Speaking of compost, the contents of the tumbler will need to be tumbled. And I really should carry out the compiled kitchen scraps to join them. That will require putting on boots, a coat and gloves, and trudging across the backyard, probably after dark, because during winter, that seems to be the only time I’m home.

In the only sunny corner of the kitchen, in front of the French doors right next to the dogs’ bowls, sits Lila, a behemoth spider plant given to my daughter by her advisers as she began her freshman year in college. There was an obvious lesson to be learned: As Lila grew from a mere cutting to a mature houseplant, my daughter was to become introspect­ive and notice she, too, was growing, as well — broadening her horizons and blossoming, if you will, in her knowledge and maturity. But Lila never made it back to campus after vacationin­g at my house that first winter break, and so the lesson-learning fell to me. I haven’t, thank goodness, had 26 babies, as Lila has, but I have learned some important things over the years:

1. Sometimes you outgrow your comfort zone and need a change of scenery in order to grow. I’ve had to replant Lila three times so far, each time into a bigger pot to accommodat­e her ever-growing root system. It’s always a little scary (will the move stress her out too much?), but in time she always settles in nicely and grows larger and stronger because of that difficult experience.

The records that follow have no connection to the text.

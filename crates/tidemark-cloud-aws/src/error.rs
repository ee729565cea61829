//! AWS backend error types

use thiserror::Error;

#[derive(Error, Debug)]
pub enum AwsError {
    /// An ELBv2 API call failed
    #[error("ELBv2 {operation} failed: {message}")]
    Api { operation: String, message: String },

    /// An ELBv2 response lacked a field the engine relies on
    #[error("ELBv2 {operation} response is missing {field}")]
    MissingField {
        operation: &'static str,
        field: &'static str,
    },

    #[error("Stack error: {0}")]
    Stack(#[from] tidemark_core::StackError),

    #[error("Cloud error: {0}")]
    Cloud(#[from] tidemark_cloud::CloudError),
}

pub type Result<T> = std::result::Result<T, AwsError>;
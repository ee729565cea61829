use std::path::PathBuf;
use thiserror::Error;

#[derive(Error, Debug)]
pub enum StackError {
    #[error("KDLパースエラー: {0}")]
    KdlParse(#[from] kdl::KdlError),

    #[error("ファイル読み込みエラー: {0}")]
    Io(#[from] std::io::Error),

    #[error("IO エラー: {path}\n理由: {message}")]
    IoError { path: PathBuf, message: String },

    #[error("無効な設定: {0}")]
    InvalidConfig(String),

    #[error("{kind} '{name}' が重複して定義されています")]
    DuplicateResource { kind: String, name: String },

    #[error("{from} が未定義の {kind} '{name}' を参照しています")]
    UnknownReference {
        from: String,
        kind: String,
        name: String,
    },

    #[error(transparent)]
    Config(#[from] tidemark_config::ConfigError),
}

pub type Result<T> = std::result::Result<T, StackError>;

2. Beauty will only get you so far. I’m a sucker for color, and in the past my choices in houseplant­s have been Amaryllis, paperwhite­s and the occasional African violet. The first two are fleeting, sticking around for a couple of months while you pour all your blood, sweat and tears into them and then leaving you like a kid off to college. The paperwhite­s get tossed, and I save the Amaryllis for the next year, but invariably forget where I stashed them. As far as the violets are concerned, they don’t like me very much and, after several betrayals, the feeling has become mutual. Simple Lila, however, with her spiky, striped and steadfast green foliage, isn’t exactly a looker, but, boy, is she loyal.

3. If you want to be successful, in life and in the garden, you need to plan ahead. And this is why I spend January thumbing through catalogs, assessing seed-starting supplies and cooking compost.